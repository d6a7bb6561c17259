//! GraphHopper service configuration

use std::fmt;

use serde::{Deserialize, Serialize};

/// Configuration shared by the geocoding and routing clients
#[derive(Clone, Serialize, Deserialize)]
pub struct GraphHopperConfig {
    /// Base URL of the GraphHopper API
    #[serde(default = "default_base_url")]
    pub base_url: String,

    /// Static API key sent as the `key` query parameter
    #[serde(default)]
    pub api_key: String,

    /// Request timeout in seconds
    #[serde(default = "default_timeout_secs")]
    pub timeout_secs: u64,

    /// Language for display names and turn instructions
    #[serde(default = "default_locale")]
    pub locale: String,
}

fn default_base_url() -> String {
    "https://graphhopper.com/api/1".to_string()
}

const fn default_timeout_secs() -> u64 {
    10
}

fn default_locale() -> String {
    "en".to_string()
}

impl Default for GraphHopperConfig {
    fn default() -> Self {
        Self {
            base_url: default_base_url(),
            api_key: String::new(),
            timeout_secs: default_timeout_secs(),
            locale: default_locale(),
        }
    }
}

impl fmt::Debug for GraphHopperConfig {
    fn fmt(&self, f: &mut fmt::Formatter<'_>) -> fmt::Result {
        f.debug_struct("GraphHopperConfig")
            .field("base_url", &self.base_url)
            .field("api_key", &"[REDACTED]")
            .field("timeout_secs", &self.timeout_secs)
            .field("locale", &self.locale)
            .finish()
    }
}

impl GraphHopperConfig {
    /// Default configuration with the given API key
    #[must_use]
    pub fn with_api_key(api_key: impl Into<String>) -> Self {
        Self {
            api_key: api_key.into(),
            ..Default::default()
        }
    }

    /// Create a configuration suitable for testing
    #[must_use]
    pub fn for_testing() -> Self {
        Self {
            api_key: "test-key".to_string(),
            timeout_secs: 5,
            ..Default::default()
        }
    }

    /// Validate the configuration
    ///
    /// # Errors
    ///
    /// Returns an error if the configuration is invalid.
    pub fn validate(&self) -> Result<(), String> {
        if self.base_url.is_empty() {
            return Err("base_url must not be empty".to_string());
        }

        if self.api_key.trim().is_empty() {
            return Err("api_key must not be empty".to_string());
        }

        if self.timeout_secs == 0 {
            return Err("timeout_secs must be greater than 0".to_string());
        }

        Ok(())
    }

    /// Join a path onto the base URL
    pub(crate) fn endpoint(&self, path: &str) -> String {
        format!("{}/{path}", self.base_url.trim_end_matches('/'))
    }
}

:::

» ASSIGNED TASK:
Go over the listing above and copy out each line that includes "GraphHopperConfig".

» TASK OUTPUT:
pub struct GraphHopperConfig {
impl Default for GraphHopperConfig {
impl fmt::Debug for GraphHopperConfig {
        f.debug_struct("GraphHopperConfig")
impl GraphHopperConfig {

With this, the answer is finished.